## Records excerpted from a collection

*-*-*

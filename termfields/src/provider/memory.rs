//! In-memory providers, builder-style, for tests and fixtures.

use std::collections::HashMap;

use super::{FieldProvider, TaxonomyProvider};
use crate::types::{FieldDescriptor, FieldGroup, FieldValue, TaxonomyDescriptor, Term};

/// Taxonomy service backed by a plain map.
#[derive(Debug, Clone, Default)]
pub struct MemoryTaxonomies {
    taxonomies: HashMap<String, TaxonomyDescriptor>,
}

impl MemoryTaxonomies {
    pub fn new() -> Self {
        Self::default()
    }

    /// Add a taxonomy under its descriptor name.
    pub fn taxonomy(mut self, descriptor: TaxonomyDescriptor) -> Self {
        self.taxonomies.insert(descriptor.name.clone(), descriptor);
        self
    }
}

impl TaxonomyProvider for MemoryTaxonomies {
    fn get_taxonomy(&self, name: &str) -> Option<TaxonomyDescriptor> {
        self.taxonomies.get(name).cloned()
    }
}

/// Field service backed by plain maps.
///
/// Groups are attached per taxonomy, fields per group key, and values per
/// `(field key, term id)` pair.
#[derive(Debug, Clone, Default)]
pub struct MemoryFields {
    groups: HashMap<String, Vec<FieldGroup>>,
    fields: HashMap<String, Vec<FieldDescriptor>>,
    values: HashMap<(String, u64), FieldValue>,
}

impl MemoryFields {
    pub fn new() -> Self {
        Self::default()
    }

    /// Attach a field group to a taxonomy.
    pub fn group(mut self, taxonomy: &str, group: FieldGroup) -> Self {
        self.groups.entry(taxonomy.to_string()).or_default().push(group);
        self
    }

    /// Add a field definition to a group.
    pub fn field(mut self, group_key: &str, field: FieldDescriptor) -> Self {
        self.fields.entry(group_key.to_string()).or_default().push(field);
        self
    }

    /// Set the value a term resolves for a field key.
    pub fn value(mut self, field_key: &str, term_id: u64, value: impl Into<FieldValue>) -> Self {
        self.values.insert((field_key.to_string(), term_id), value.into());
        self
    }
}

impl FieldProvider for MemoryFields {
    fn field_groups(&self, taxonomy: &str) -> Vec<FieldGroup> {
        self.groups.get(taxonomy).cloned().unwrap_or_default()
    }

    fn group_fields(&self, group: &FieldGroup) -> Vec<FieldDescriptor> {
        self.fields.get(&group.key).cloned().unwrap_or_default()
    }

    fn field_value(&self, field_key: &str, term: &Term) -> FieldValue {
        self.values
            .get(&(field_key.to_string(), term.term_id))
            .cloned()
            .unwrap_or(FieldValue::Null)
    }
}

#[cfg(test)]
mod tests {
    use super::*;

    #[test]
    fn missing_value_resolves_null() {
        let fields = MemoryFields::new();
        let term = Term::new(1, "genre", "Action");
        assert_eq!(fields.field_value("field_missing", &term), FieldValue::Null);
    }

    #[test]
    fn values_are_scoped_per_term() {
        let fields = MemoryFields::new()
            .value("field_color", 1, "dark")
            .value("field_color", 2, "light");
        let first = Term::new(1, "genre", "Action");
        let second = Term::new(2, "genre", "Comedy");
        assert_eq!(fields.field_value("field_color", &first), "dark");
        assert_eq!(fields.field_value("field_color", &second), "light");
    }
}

*-*-*

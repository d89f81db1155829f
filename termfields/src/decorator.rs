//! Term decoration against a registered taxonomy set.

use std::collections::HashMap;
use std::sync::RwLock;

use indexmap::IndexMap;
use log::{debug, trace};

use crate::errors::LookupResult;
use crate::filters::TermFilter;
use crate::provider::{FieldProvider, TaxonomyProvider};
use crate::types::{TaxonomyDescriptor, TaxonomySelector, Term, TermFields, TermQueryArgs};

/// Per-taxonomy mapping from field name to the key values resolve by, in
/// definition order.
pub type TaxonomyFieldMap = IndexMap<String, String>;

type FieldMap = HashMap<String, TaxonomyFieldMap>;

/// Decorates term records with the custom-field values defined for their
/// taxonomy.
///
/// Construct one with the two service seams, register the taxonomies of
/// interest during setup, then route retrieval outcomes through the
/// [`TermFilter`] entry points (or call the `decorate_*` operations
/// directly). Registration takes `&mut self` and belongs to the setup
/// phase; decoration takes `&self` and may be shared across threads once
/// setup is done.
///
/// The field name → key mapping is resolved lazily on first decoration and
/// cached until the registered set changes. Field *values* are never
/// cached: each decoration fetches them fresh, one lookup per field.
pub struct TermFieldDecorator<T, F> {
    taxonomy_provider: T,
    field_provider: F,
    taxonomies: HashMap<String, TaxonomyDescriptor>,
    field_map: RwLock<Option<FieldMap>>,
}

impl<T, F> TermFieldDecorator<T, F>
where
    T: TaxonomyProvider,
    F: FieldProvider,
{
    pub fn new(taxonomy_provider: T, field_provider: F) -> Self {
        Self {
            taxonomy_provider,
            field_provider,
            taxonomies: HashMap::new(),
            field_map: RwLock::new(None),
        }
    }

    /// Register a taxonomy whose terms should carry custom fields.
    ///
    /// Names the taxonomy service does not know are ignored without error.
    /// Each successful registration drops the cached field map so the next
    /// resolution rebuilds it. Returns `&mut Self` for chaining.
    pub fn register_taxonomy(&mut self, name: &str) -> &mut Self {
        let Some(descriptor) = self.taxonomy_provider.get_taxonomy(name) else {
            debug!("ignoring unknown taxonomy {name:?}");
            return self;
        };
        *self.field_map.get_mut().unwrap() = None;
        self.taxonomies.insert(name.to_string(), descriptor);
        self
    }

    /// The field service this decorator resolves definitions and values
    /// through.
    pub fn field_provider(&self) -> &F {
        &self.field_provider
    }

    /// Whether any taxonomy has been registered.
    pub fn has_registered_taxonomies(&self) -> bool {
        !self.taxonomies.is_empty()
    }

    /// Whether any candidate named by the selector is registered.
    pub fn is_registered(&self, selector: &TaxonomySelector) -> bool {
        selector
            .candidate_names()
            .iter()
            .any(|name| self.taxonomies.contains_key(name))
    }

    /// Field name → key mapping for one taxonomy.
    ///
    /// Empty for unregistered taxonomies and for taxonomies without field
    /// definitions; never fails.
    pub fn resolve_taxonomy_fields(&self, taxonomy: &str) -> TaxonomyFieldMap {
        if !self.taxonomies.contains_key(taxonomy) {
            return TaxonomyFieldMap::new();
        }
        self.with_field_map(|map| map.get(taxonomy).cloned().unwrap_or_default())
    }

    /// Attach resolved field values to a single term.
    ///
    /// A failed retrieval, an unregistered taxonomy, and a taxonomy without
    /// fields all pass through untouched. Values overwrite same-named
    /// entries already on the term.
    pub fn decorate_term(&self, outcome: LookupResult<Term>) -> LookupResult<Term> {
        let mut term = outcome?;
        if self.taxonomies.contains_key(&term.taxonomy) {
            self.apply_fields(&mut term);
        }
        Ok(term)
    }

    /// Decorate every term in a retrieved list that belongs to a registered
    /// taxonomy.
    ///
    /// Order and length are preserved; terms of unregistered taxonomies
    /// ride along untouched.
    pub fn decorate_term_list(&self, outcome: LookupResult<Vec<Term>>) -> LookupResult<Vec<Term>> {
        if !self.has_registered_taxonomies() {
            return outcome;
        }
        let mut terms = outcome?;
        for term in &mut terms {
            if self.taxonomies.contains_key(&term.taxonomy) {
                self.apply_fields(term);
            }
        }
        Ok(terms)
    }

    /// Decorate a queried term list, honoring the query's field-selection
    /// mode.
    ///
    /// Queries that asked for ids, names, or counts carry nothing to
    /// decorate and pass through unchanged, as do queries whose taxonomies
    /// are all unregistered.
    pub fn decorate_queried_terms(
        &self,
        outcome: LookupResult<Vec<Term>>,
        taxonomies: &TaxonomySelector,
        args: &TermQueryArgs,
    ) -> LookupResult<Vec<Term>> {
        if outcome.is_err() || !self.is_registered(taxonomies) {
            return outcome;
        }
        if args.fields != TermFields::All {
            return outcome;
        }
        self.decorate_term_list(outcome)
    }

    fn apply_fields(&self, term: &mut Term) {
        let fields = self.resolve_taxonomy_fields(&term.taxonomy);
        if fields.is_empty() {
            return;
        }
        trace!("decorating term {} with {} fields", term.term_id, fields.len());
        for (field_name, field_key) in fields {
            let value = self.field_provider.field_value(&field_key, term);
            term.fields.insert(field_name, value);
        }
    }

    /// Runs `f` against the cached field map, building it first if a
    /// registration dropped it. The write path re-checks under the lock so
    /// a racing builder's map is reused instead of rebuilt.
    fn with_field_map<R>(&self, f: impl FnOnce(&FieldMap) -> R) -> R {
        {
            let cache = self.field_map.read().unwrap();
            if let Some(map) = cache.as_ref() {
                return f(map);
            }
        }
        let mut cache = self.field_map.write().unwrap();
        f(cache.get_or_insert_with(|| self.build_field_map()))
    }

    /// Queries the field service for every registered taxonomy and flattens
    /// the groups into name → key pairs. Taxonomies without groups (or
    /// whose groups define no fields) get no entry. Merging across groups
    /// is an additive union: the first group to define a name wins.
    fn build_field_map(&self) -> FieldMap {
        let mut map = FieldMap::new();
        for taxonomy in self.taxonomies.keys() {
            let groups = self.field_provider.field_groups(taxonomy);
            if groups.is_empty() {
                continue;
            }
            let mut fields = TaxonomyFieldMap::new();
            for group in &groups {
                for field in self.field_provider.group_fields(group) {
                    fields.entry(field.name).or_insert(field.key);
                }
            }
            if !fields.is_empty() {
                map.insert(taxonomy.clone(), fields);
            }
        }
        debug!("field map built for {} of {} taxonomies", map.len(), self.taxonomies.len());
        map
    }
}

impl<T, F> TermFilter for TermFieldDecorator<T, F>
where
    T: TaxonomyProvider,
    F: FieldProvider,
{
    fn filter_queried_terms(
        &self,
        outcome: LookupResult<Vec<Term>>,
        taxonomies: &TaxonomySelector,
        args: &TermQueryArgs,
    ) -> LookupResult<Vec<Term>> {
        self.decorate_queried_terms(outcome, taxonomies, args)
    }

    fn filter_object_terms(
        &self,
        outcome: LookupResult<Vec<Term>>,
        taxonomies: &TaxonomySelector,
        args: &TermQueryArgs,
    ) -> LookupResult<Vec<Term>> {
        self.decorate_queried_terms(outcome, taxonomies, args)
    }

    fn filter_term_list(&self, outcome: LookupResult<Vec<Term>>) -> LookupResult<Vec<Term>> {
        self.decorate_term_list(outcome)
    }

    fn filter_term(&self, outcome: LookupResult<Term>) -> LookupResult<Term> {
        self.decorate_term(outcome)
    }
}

*-*-*

## Requirement
A single number is the reply: the count of lines in the entries above that have the word "second".

## Answer box
2